La bibliothèque libre.
Gallimard (p. 97-108).

CHAPITRE XI

LA VIE IDÉALISTE

Des mots propres à caractériser l’œuvre de Mallarmé, aucun ne reviendrait si souvent que celui d’idéalisme. Terme, d’ailleurs, à signification très large, et qui fut tiré vers toutes les directions de la langue littéraire. Bien que Mallarmé n’ait pas une nature de philosophe, ce mot s’applique bien à lui dans le sens, ou plutôt dans les deux sens, à simple différence d’accent, où l’ont pris les philosophes : celui d’un idéalisme critique, pour qui toute réalité n’est que sensation ou qu’intelligence possibles ; celui d’un idéalisme constructif, platonicien, qui dans les objets ne voit que leur essence intelligible et se crée, pour la vie de l’esprit, un monde de ces essences.

Mais ce serait, je le répète, une erreur que de relier l’idéalisme de Mallarmé à des racines philosophiques, de le rattacher à l’influence de penseurs dont il n’a sans doute rien lu. Ne croyons pas à ces lignes de M. Mauclair : « La conception fondamentale de Stéphane Mallarmé procède directement de l’esthétique métaphysique de Hegel, et l’on peut dire, si l’on veut résumer d’un mot sa personnalité, qu’il fut l’application systématique de l’hégelianisme aux lettres françaises.

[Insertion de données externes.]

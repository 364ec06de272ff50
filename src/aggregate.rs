use crate::error::ScoringError;
use crate::evidence::EvidenceRecord;

/// 聚合函数：把证据序列合成为地址置信分 (ACS)
///
/// $$ ACS = \frac{\sum score_i \cdot weight_i}{\sum weight_i} $$
///
/// 按实际出现的权重之和归一化，缺失的信号类别不会把分数拉低。
/// 结果保持浮点，展示时再取整。
pub fn aggregate(evidence: &[EvidenceRecord]) -> Result<f64, ScoringError> {
    if evidence.is_empty() {
        return Err(ScoringError::NoEvidence);
    }

    let mut weighted = 0.0;
    let mut total_weight = 0.0;
    for record in evidence {
        record.validate()?;
        weighted += record.score * record.weight;
        total_weight += record.weight;
    }

    if total_weight <= 0.0 {
        return Err(ScoringError::DegenerateWeights);
    }

    // 浮点误差可能让结果略微越过边界
    Ok((weighted / total_weight).clamp(0.0, 100.0))
}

L’idéalisme absolu de Hegel, de Fichte et de Schelling avait déjà tenté Villiers de l’Isle Adam, dont la Claire Lenoir est une application curieuse de ce système ; Mallarmé en fit la base même de ses travaux. Pour lui, les idées pures étaient les seuls êtres réels et virtuels de l’univers, alors que les objets et toutes les formes de la matière n’en étaient que les signes... Tout objet est le symbole passager de son idée mère[1]. » Ces philosophes n’ont pas grand’chose à voir avec Mallarmé pas plus qu’avec Villiers, dont l’idéalisme est une manière de vivre et de créer, née d’un tempérament d’artiste : et si de plus Mallarmé dégagea une pensée spéculative très subtile, elle consiste, sans préoccupation métaphysique, en une réflexion sur les formes et les limites de son art, de sa vie aussi.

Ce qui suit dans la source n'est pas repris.